Detroit corporation counsel Melvin Butch Hollowell recently announced the closing of 169 dispensaries in Detroit. According to the Detroit Free Press, the goal of city officials is to have only 50 licensed dispensaries within city limits, to be enforced based on the current ordinance where a dispensary must be at least 1,000 ft from a park, church, school, liquor store or drug-free zone. The city’s web page on medical marijuana indicates there are over 150 currently operating dispensaries. Currently 1% of operating dispensaries are Black-owned and only a few of those are Detroit residents. Our city is intentionally limiting the amount of tax revenue it can collect and the amount of money circulating within it.
Forbes predicts that by 2021 sales within the cannabis industry will reach $30 billion in the 20 US jurisdictions where marijuana is legal. By 2020 the industry will create more jobs than manufacturing, utilities, and the government. The Coalition to Regulate Marijuana Like Alcohol is currently circulating a petition to place on the 2018 ballot the legalization of cannabis in the state of Michigan. That would make Michigan the first and only state in the Midwest to have full legalization of cannabis. Hemp, a non-euphoric strain of cannabis, would also become legal, further increasing Detroit’s manufacturing sector.
Detroit Start-up week had two panel discussions about the cannabis industry. Investors who attended the event said they’re waiting for this emerging industry to take full bloom in Detroit. However, if we’re not careful we’ll be like Denver where those of color aren’t benefiting from the very industry that criminalizes them. The ACLU reported in “The War on Marijuana in Black and White,” Black Americans are 3.73 times more likely than Whites to be arrested for marijuana possession. For an 85% Black city, this remains a troubling issue even though Detroiters overwhelmingly voted for the decriminalization of marijuana in Detroit.

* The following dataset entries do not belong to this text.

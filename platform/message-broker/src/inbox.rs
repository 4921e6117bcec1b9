//! Inbox consuming
//!
//! Wraps a consumer so each envelope id reaches the application handler at
//! most once per store. The id is recorded after the handler succeeds in
//! single mode, and before the handler runs in batch mode.

use async_trait::async_trait;
use chrono::{DateTime, Utc};
use serde::de::DeserializeOwned;
use sqlx::postgres::PgPoolOptions;
use sqlx::PgPool;
use std::collections::HashMap;
use std::sync::Arc;
use tokio::sync::Mutex;
use tokio_util::sync::CancellationToken;

use crate::config::DatabaseSettings;
use crate::consumer::{BatchHandler, BatchOptions, MessageConsumer, MessageHandler, ReceivedMessage};
use crate::error::BrokerResult;

#[derive(Debug, Clone, PartialEq, sqlx::FromRow)]
pub struct InboxRecord {
    pub message_id: String,
    pub processed_at: DateTime<Utc>,
}

#[async_trait]
pub trait InboxStore: Send + Sync {
    async fn already_processed(&self, message_id: &str) -> BrokerResult<bool>;

    /// Record an id as processed. Recording twice is not an error.
    async fn mark_processed(&self, message_id: &str) -> BrokerResult<()>;
}

/// Consumer decorator that drops envelopes whose id was already processed
///
/// ## Batch mode
///
/// Duplicates are filtered out of each window and every surviving id is
/// marked processed before the batch handler runs. If the handler then
/// fails, those ids are not redelivered to it. The handler is not called
/// when every message in a window was a duplicate.
pub struct InboxConsumer<C> {
    inner: C,
    store: Arc<dyn InboxStore>,
}

impl<C: MessageConsumer> InboxConsumer<C> {
    pub fn new(inner: C, store: Arc<dyn InboxStore>) -> Self {
        Self { inner, store }
    }
}

struct InboxHandler<H> {
    inner: H,
    store: Arc<dyn InboxStore>,
}

#[async_trait]
impl<T, H> MessageHandler<T> for InboxHandler<H>
where
    T: Send + 'static,
    H: MessageHandler<T>,
{
    async fn handle(&self, message: ReceivedMessage<T>) -> BrokerResult<()> {
        let id = message.event.id.clone();

        if self.store.already_processed(&id).await? {
            tracing::info!(event_id = %id, "Duplicate event ignored");
            return Ok(());
        }

        self.inner.handle(message).await?;
        self.store.mark_processed(&id).await?;
        tracing::debug!(event_id = %id, "Event marked as processed");
        Ok(())
    }
}

struct InboxBatchHandler<H> {
    inner: H,
    store: Arc<dyn InboxStore>,
}

#[async_trait]
impl<T, H> BatchHandler<T> for InboxBatchHandler<H>
where
    T: Send + 'static,
    H: BatchHandler<T>,
{
    async fn handle_batch(&self, batch: Vec<ReceivedMessage<T>>) -> BrokerResult<()> {
        let received = batch.len();
        let mut fresh = Vec::with_capacity(received);

        for message in batch {
            if self.store.already_processed(&message.event.id).await? {
                tracing::info!(event_id = %message.event.id, "Duplicate event ignored");
                continue;
            }
            self.store.mark_processed(&message.event.id).await?;
            fresh.push(message);
        }

        if fresh.is_empty() {
            tracing::debug!(received, "Batch contained only duplicates");
            return Ok(());
        }

        self.inner.handle_batch(fresh).await
    }
}

#[async_trait]
impl<C: MessageConsumer> MessageConsumer for InboxConsumer<C> {
    async fn consume<T, H>(&self, handler: H, cancel: CancellationToken) -> BrokerResult<()>
    where
        T: DeserializeOwned + Send + 'static,
        H: MessageHandler<T> + 'static,
    {
        let handler = InboxHandler {
            inner: handler,
            store: self.store.clone(),
        };
        self.inner.consume::<T, _>(handler, cancel).await
    }

    async fn consume_batch<T, H>(
        &self,
        options: BatchOptions,
        handler: H,
        cancel: CancellationToken,
    ) -> BrokerResult<()>
    where
        T: DeserializeOwned + Send + 'static,
        H: BatchHandler<T> + 'static,
    {
        let handler = InboxBatchHandler {
            inner: handler,
            store: self.store.clone(),
        };
        self.inner.consume_batch::<T, _>(options, handler, cancel).await
    }
}

/// Inbox store kept in process memory
#[derive(Default)]
pub struct InMemoryInboxStore {
    records: Mutex<HashMap<String, InboxRecord>>,
}

impl InMemoryInboxStore {
    pub fn new() -> Self {
        Self::default()
    }

    pub async fn records(&self) -> Vec<InboxRecord> {
        self.records.lock().await.values().cloned().collect()
    }
}

#[async_trait]
impl InboxStore for InMemoryInboxStore {
    async fn already_processed(&self, message_id: &str) -> BrokerResult<bool> {
        Ok(self.records.lock().await.contains_key(message_id))
    }

    async fn mark_processed(&self, message_id: &str) -> BrokerResult<()> {
        self.records
            .lock()
            .await
            .entry(message_id.to_string())
            .or_insert_with(|| InboxRecord {
                message_id: message_id.to_string(),
                processed_at: Utc::now(),
            });
        Ok(())
    }
}

/// Inbox store backed by a Postgres table
#[derive(Debug, Clone)]
pub struct PgInboxStore {
    pool: PgPool,
    table: String,
}

impl PgInboxStore {
    pub fn new(pool: PgPool, settings: &DatabaseSettings) -> BrokerResult<Self> {
        Ok(Self {
            pool,
            table: settings.qualified_inbox_table()?,
        })
    }

    pub async fn connect(settings: &DatabaseSettings) -> BrokerResult<Self> {
        let pool = PgPoolOptions::new()
            .max_connections(settings.max_connections)
            .connect(&settings.connection_string)
            .await?;
        Self::new(pool, settings)
    }

    pub async fn ensure_table(&self) -> BrokerResult<()> {
        sqlx::query(&format!(
            r#"
            CREATE TABLE IF NOT EXISTS {} (
                message_id TEXT PRIMARY KEY,
                processed_at TIMESTAMPTZ NOT NULL DEFAULT now()
            )
            "#,
            self.table
        ))
        .execute(&self.pool)
        .await?;

        Ok(())
    }
}

#[async_trait]
impl InboxStore for PgInboxStore {
    async fn already_processed(&self, message_id: &str) -> BrokerResult<bool> {
        let exists = sqlx::query_scalar::<_, bool>(&format!(
            "SELECT EXISTS(SELECT 1 FROM {} WHERE message_id = $1)",
            self.table
        ))
        .bind(message_id)
        .fetch_one(&self.pool)
        .await?;

        Ok(exists)
    }

    async fn mark_processed(&self, message_id: &str) -> BrokerResult<()> {
        sqlx::query(&format!(
            r#"
            INSERT INTO {} (message_id)
            VALUES ($1)
            ON CONFLICT (message_id) DO NOTHING
            "#,
            self.table
        ))
        .bind(message_id)
        .execute(&self.pool)
        .await?;

        Ok(())
    }
}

By learning from the missteps of cities and having the foresight to create solutions before problems arise, we can shape and control how the cannabis industry operates in Detroit while ensuring we generate tax revenue that could be used to strengthen neighborhoods, invest in schools and small businesses, and reactivate our recreation centers. In 2015, Denver generated $29 million in tax revenue, which is only a taste of what we can look forward to as the cannabis industry grows in Michigan. Detroit must be strategic in planning for this growth. To prevent many of the issues we are dealing with now and into the future, we must center Detroit residents, low-income communities, and communities of color who were impacted by the war on drugs, particularly in a city with a 64% poverty rate. The following changes to the current ordinance will help move Detroit in the right direction.
1. Re-zoning to 500 ft for certain locations like liquor stores.
2. Incentivizing the hiring of veterans.
3. 50% of permits for Medical Marijuana facilities must be given to Detroit residents.
4. Not barring those with prior marijuana convictions from equity ownership.
5. A Community Benefits Program where revenue must go to beautifying the city, after-school programs, community centers, and other programs that contribute to the prosperity of our city and our youth.
Forward thinking is the only way to stake our claim to the future. The possible economic prosperity of the legalization of marijuana for Detroit can’t be ignored. By being completely open to the cannabis industry we can better strategize on how and where to invest funds within the city and ensure that Detroiters get a piece of the cannabis pie as well.